#### [Your objective]
The answer should consist of all the records, copied exactly.

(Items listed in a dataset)
──────
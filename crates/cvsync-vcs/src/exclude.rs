//! Applying exclusion filters to a checkout.

use crate::error::{Result, VcsError};
use crate::types::CheckoutReport;
use cvsync_core::{ExcludedRegion, ExclusionSet};
use std::path::Path;
use tracing::debug;
use walkdir::WalkDir;

/// Compile regions, mapping a bad pattern to a transport error.
///
/// # Errors
/// Returns an error if a pattern is not a valid regular expression.
pub fn compile(regions: &[ExcludedRegion]) -> Result<ExclusionSet> {
    ExclusionSet::compile(regions).map_err(|e| VcsError::Cvs {
        message: format!("invalid exclusion pattern: {e}"),
    })
}

/// Delete excluded files below `dir` and drop them from `report`.
///
/// Paths are matched relative to `dir` with `/` separators. CVS admin
/// directories are never touched.
///
/// # Errors
/// Returns an error if a pattern is invalid or a file cannot be removed.
pub fn apply(dir: &Path, regions: &[ExcludedRegion], report: &mut CheckoutReport) -> Result<()> {
    if regions.is_empty() {
        return Ok(());
    }
    let set = compile(regions)?;
    report.changes.retain(|c| !set.is_excluded(&c.path));

    if !dir.exists() {
        return Ok(());
    }
    let walker = WalkDir::new(dir)
        .into_iter()
        .filter_entry(|e| !(e.file_type().is_dir() && e.file_name() == "CVS"));
    for entry in walker {
        let entry = entry.map_err(|e| VcsError::Cvs {
            message: format!("failed to walk {}: {e}", dir.display()),
        })?;
        if !entry.file_type().is_file() {
            continue;
        }
        let Ok(relative) = entry.path().strip_prefix(dir) else {
            continue;
        };
        let relative = relative.to_string_lossy().replace('\\', "/");
        if set.is_excluded(&relative) {
            debug!(path = %relative, "removing excluded file");
            std::fs::remove_file(entry.path()).map_err(|e| VcsError::io(entry.path(), e))?;
        }
    }
    Ok(())
}

#[cfg(test)]
mod tests {
    use super::*;
    use crate::types::{FileAction, FileChange};

    #[test]
    fn removes_matching_files_and_report_entries() {
        let temp = tempfile::tempdir().unwrap();
        std::fs::create_dir_all(temp.path().join("docs")).unwrap();
        std::fs::create_dir_all(temp.path().join("CVS")).unwrap();
        std::fs::write(temp.path().join("keep.txt"), "a").unwrap();
        std::fs::write(temp.path().join("docs/drop.txt"), "b").unwrap();
        std::fs::write(temp.path().join("CVS/Entries"), "").unwrap();

        let mut report = CheckoutReport {
            changes: vec![
                FileChange {
                    path: "keep.txt".into(),
                    action: FileAction::Updated,
                },
                FileChange {
                    path: "docs/drop.txt".into(),
                    action: FileAction::Updated,
                },
            ],
            head_fallback_used: false,
        };
        let regions = [ExcludedRegion::new("docs/.*"), ExcludedRegion::new("CVS/.*")];
        apply(temp.path(), &regions, &mut report).unwrap();

        assert!(temp.path().join("keep.txt").exists());
        assert!(!temp.path().join("docs/drop.txt").exists());
        assert!(temp.path().join("CVS/Entries").exists());
        assert_eq!(report.changes.len(), 1);
        assert_eq!(report.changes[0].path, "keep.txt");
    }

    #[test]
    fn invalid_pattern() {
        let mut report = CheckoutReport::default();
        let err = apply(Path::new("."), &[ExcludedRegion::new("(")], &mut report).unwrap_err();
        assert!(err.to_string().contains("invalid exclusion pattern"));
    }
}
──────
#### [Answer section]
filename crates/cvsync-vcs/src/exclude.rs
//! Applying exclusion filters to a checkout.

use crate::error::{Result, VcsError};
use crate::types::CheckoutReport;
use cvsync_core::{ExcludedRegion, ExclusionSet};
use std::path::Path;
use tracing::debug;
use walkdir::WalkDir;

/// Compile regions, mapping a bad pattern to a transport error.
///
/// # Errors
/// Returns an error if a pattern is not a valid regular expression.
pub fn compile(regions: &[ExcludedRegion]) -> Result<ExclusionSet> {
    ExclusionSet::compile(regions).map_err(|e| VcsError::Cvs {
        message: format!("invalid exclusion pattern: {e}"),
    })
}

/// Delete excluded files below `dir` and drop them from `report`.
///
/// Paths are matched relative to `dir` with `/` separators. CVS admin
/// directories are never touched.
///
/// # Errors
/// Returns an error if a pattern is invalid or a file cannot be removed.
pub fn apply(dir: &Path, regions: &[ExcludedRegion], report: &mut CheckoutReport) -> Result<()> {
    if regions.is_empty() {
        return Ok(());
    }
    let set = compile(regions)?;
    report.changes.retain(|c| !set.is_excluded(&c.path));

    if !dir.exists() {
        return Ok(());
    }
    let walker = WalkDir::new(dir)
        .into_iter()
        .filter_entry(|e| !(e.file_type().is_dir() && e.file_name() == "CVS"));
    for entry in walker {
        let entry = entry.map_err(|e| VcsError::Cvs {
            message: format!("failed to walk {}: {e}", dir.display()),
        })?;
        if !entry.file_type().is_file() {
            continue;
        }
        let Ok(relative) = entry.path().strip_prefix(dir) else {
            continue;
        };
        let relative = relative.to_string_lossy().replace('\\', "/");
        if set.is_excluded(&relative) {
            debug!(path = %relative, "removing excluded file");
            std::fs::remove_file(entry.path()).map_err(|e| VcsError::io(entry.path(), e))?;
        }
    }
    Ok(())
}

#[cfg(test)]
mod tests {
    use super::*;
    use crate::types::{FileAction, FileChange};

    #[test]
    fn removes_matching_files_and_report_entries() {
        let temp = tempfile::tempdir().unwrap();
        std::fs::create_dir_all(temp.path().join("docs")).unwrap();
        std::fs::create_dir_all(temp.path().join("CVS")).unwrap();
        std::fs::write(temp.path().join("keep.txt"), "a").unwrap();
        std::fs::write(temp.path().join("docs/drop.txt"), "b").unwrap();
        std::fs::write(temp.path().join("CVS/Entries"), "").unwrap();

        let mut report = CheckoutReport {
            changes: vec![
                FileChange {
                    path: "keep.txt".into(),
                    action: FileAction::Updated,
                },
                FileChange {
                    path: "docs/drop.txt".into(),
                    action: FileAction::Updated,
                },
            ],
            head_fallback_used: false,
        };
        let regions = [ExcludedRegion::new("docs/.*"), ExcludedRegion::new("CVS/.*")];
        apply(temp.path(), &regions, &mut report).unwrap();

        assert!(temp.path().join("keep.txt").exists());
        assert!(!temp.path().join("docs/drop.txt").exists());
        assert!(temp.path().join("CVS/Entries").exists());
        assert_eq!(report.changes.len(), 1);
        assert_eq!(report.changes[0].path, "keep.txt");
    }

    #[test]
    fn invalid_pattern() {
        let mut report = CheckoutReport::default();
        let err = apply(Path::new("."), &[ExcludedRegion::new("(")], &mut report).unwrap_err();
        assert!(err.to_string().contains("invalid exclusion pattern"));
    }
}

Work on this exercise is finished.